The limitations of this study include the smaller representation of some of the ethnic groups (i.e., Asians). In addition, there are no confirmatory endoscopic correlations with the HRCT scans. However, Shin et al compared the presence of Onodi cells on CT and then endoscopically and found a good correlation between the two modalities.26 Clearly this is an area that needs further research, but certainly the usefulness of CT scans in determining anatomical variations and in preoperative planning is apparent.
Conclusion
Knowledge of the distinctive anatomy of an individual patient's sphenoid sinus is essential in planning EETSA. HRCT scans allow for adequate identification of the different sphenoid sinus configurations.
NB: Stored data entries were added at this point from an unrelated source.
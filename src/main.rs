//! CLI for hashtag-feed
//!
//! Subcommands:
//! - `post`: publish one tweet under a hashtag and exit
//! - `follow`: follow a hashtag and print what gets posted under it
//!
//! Broker and topic settings come from `config/default.*`, `.env` and
//! `HASHTAG_FEED_*` environment variables.

use clap::Parser;
use hashtag_feed::client::{ClientEvent, TweetClient};
use hashtag_feed::config::{Settings, load_config};
use hashtag_feed::session::ConnectionStatus;
use hashtag_feed::subscription::TopicEvent;
use hashtag_feed::utils::logging;
use tokio::io::{AsyncBufRead, AsyncBufReadExt, BufReader};
use tokio::sync::mpsc::UnboundedReceiver;
use tracing::{error, info, warn};

const DEFAULT_TWEET: &str = "Hello MQTT!";

#[derive(Parser)]
#[command(name = "hashtag-feed")]
enum Command {
    /// Publish a tweet under a hashtag
    Post {
        /// Name shown in front of the tweet
        #[arg(long, default_value = "user1")]
        user: String,
        /// Hashtag to post under, with or without the leading '#'
        #[arg(long, default_value = "#Sports")]
        hashtag: String,
        /// Tweet text (default: "Hello MQTT!")
        tweet: Vec<String>,
    },
    /// Follow a hashtag; type `sub <tag>`, `unsub` or `quit` while running
    Follow {
        #[arg(long, default_value = "#Sports")]
        hashtag: String,
    },
}

#[tokio::main]
async fn main() {
    dotenvy::dotenv().ok();
    let cmd = Command::parse();

    let settings = match load_config() {
        Ok(settings) => settings,
        Err(e) => {
            logging::init("info");
            error!("Failed to load configuration: {}", e);
            std::process::exit(1);
        }
    };
    logging::init(&settings.client.log_level);

    let result = match cmd {
        Command::Post {
            user,
            hashtag,
            tweet,
        } => {
            let body = if tweet.is_empty() {
                DEFAULT_TWEET.to_string()
            } else {
                tweet.join(" ")
            };
            run_post(&settings, &user, &hashtag, &body).await
        }
        Command::Follow { hashtag } => run_follow(&settings, &hashtag).await,
    };

    if let Err(e) = result {
        error!("{}", e);
        std::process::exit(1);
    }
}

async fn run_post(
    settings: &Settings,
    user: &str,
    hashtag: &str,
    body: &str,
) -> Result<(), Box<dyn std::error::Error>> {
    let (client, mut events) = TweetClient::from_settings(settings);
    client.connect()?;

    let timeout = settings.broker.connect_timeout();
    if tokio::time::timeout(timeout, wait_until_connected(&mut events))
        .await
        .is_err()
    {
        client.shutdown();
        let endpoint = client.session().endpoint();
        return Err(format!("no connection to {endpoint} within {timeout:?}").into());
    }

    let outcome = client.publish(user, body, hashtag);
    client.shutdown();
    let receipt = outcome?;

    println!("Topic: {}", receipt.topic);
    println!("Message: {}", receipt.payload);
    Ok(())
}

async fn wait_until_connected(events: &mut UnboundedReceiver<ClientEvent>) {
    while let Some(event) = events.recv().await {
        match event {
            ClientEvent::Status {
                status: ConnectionStatus::Connected,
                ..
            } => return,
            ClientEvent::Status {
                reason: Some(reason),
                ..
            } => warn!("Connection attempt failed: {reason}"),
            _ => {}
        }
    }
}

async fn run_follow(settings: &Settings, hashtag: &str) -> Result<(), Box<dyn std::error::Error>> {
    let (client, mut events) = TweetClient::from_settings(settings);
    client.connect()?;
    info!("Following {hashtag} as {}", client.id());

    let stdin = BufReader::new(tokio::io::stdin());
    let ctrl_c = async {
        match tokio::signal::ctrl_c().await {
            Ok(()) => info!("Shutdown signal received. Exiting gracefully."),
            Err(e) => {
                warn!("Cannot listen for Ctrl-C: {e}");
                std::future::pending::<()>().await;
            }
        }
    };
    follow_loop(&client, &mut events, hashtag, stdin, ctrl_c).await;

    client.shutdown();
    Ok(())
}

/// Prints client events and applies typed commands until `quit`, the end
/// of the event stream, or `shutdown` resolving. `hashtag` is followed on
/// the first connection; later reconnects resubscribe on their own.
async fn follow_loop<R, S>(
    client: &TweetClient,
    events: &mut UnboundedReceiver<ClientEvent>,
    hashtag: &str,
    commands: R,
    shutdown: S,
) where
    R: AsyncBufRead + Unpin,
    S: Future<Output = ()>,
{
    let mut commands = commands.lines();
    let mut commands_open = true;
    let mut initial_tag = Some(hashtag.to_string());
    tokio::pin!(shutdown);

    loop {
        tokio::select! {
            event = events.recv() => {
                let Some(event) = event else { break };
                if let ClientEvent::Status { status: ConnectionStatus::Connected, .. } = event {
                    if let Some(tag) = initial_tag.take() {
                        if let Err(e) = client.request_subscribe(&tag) {
                            error!("Could not follow {tag}: {e}");
                        }
                    }
                }
                print_event(&event);
            }
            line = commands.next_line(), if commands_open => {
                match line {
                    Ok(Some(line)) => {
                        if !handle_command(client, &mut initial_tag, line.trim()) {
                            break;
                        }
                    }
                    Ok(None) => commands_open = false,
                    Err(e) => {
                        warn!("Stopped reading commands: {e}");
                        commands_open = false;
                    }
                }
            }
            _ = &mut shutdown => break,
        }
    }
}

/// Returns `false` when the user asked to quit.
fn handle_command(client: &TweetClient, initial_tag: &mut Option<String>, line: &str) -> bool {
    let (command, arg) = line
        .split_once(char::is_whitespace)
        .map_or((line, ""), |(c, a)| (c, a.trim()));

    match command {
        "" => {}
        "quit" | "exit" => return false,
        "sub" => {
            if client.status() == ConnectionStatus::Connected {
                if let Err(e) = client.request_subscribe(arg) {
                    println!("Cannot follow '{arg}': {e}");
                }
            } else {
                // Picked up by the first connection.
                *initial_tag = Some(arg.to_string());
                println!("Not connected yet; will follow '{arg}' once connected");
            }
        }
        "unsub" => match client.request_unsubscribe() {
            Ok(None) => println!("Not following any hashtag"),
            Ok(Some(_)) => {}
            Err(e) => println!("Cannot unfollow: {e}"),
        },
        other => println!("Unknown command '{other}' (use: sub <tag>, unsub, quit)"),
    }
    true
}

fn print_event(event: &ClientEvent) {
    match event {
        ClientEvent::Status {
            status,
            endpoint,
            reason: None,
        } => println!("Status: {status} ({endpoint})"),
        ClientEvent::Status {
            status,
            endpoint,
            reason: Some(reason),
        } => println!("Status: {status} ({endpoint}): {reason}"),
        ClientEvent::Topic(TopicEvent::Subscribed { tag, topic }) => {
            println!("Following #{tag} ({topic})")
        }
        ClientEvent::Topic(TopicEvent::Unsubscribed { topic }) => println!("Unfollowed {topic}"),
        ClientEvent::Message(message) => println!(
            "[{}] {}",
            message.received_at.format("%H:%M:%S"),
            message.text
        ),
    }
}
Although previous studies have helped define the anatomic complexities of the sphenoid sinus, our study advances the knowledge of this region by further defining the relationship between pneumatization and age, gender, and ethnicity. Enrichment of the knowledge of the sphenoid sinus anatomic variation will aid in reducing complications associated with EETSA. Adequate knowledge and preoperative planning must be accompanied by sufficient experience to effectively reduce complications.
Financial Disclosures None Conflicts of Interest None
Note
Presented at the 22nd North American Skull Base Society Meeting, Las Vegas, Nevada, February 17–19, 2012.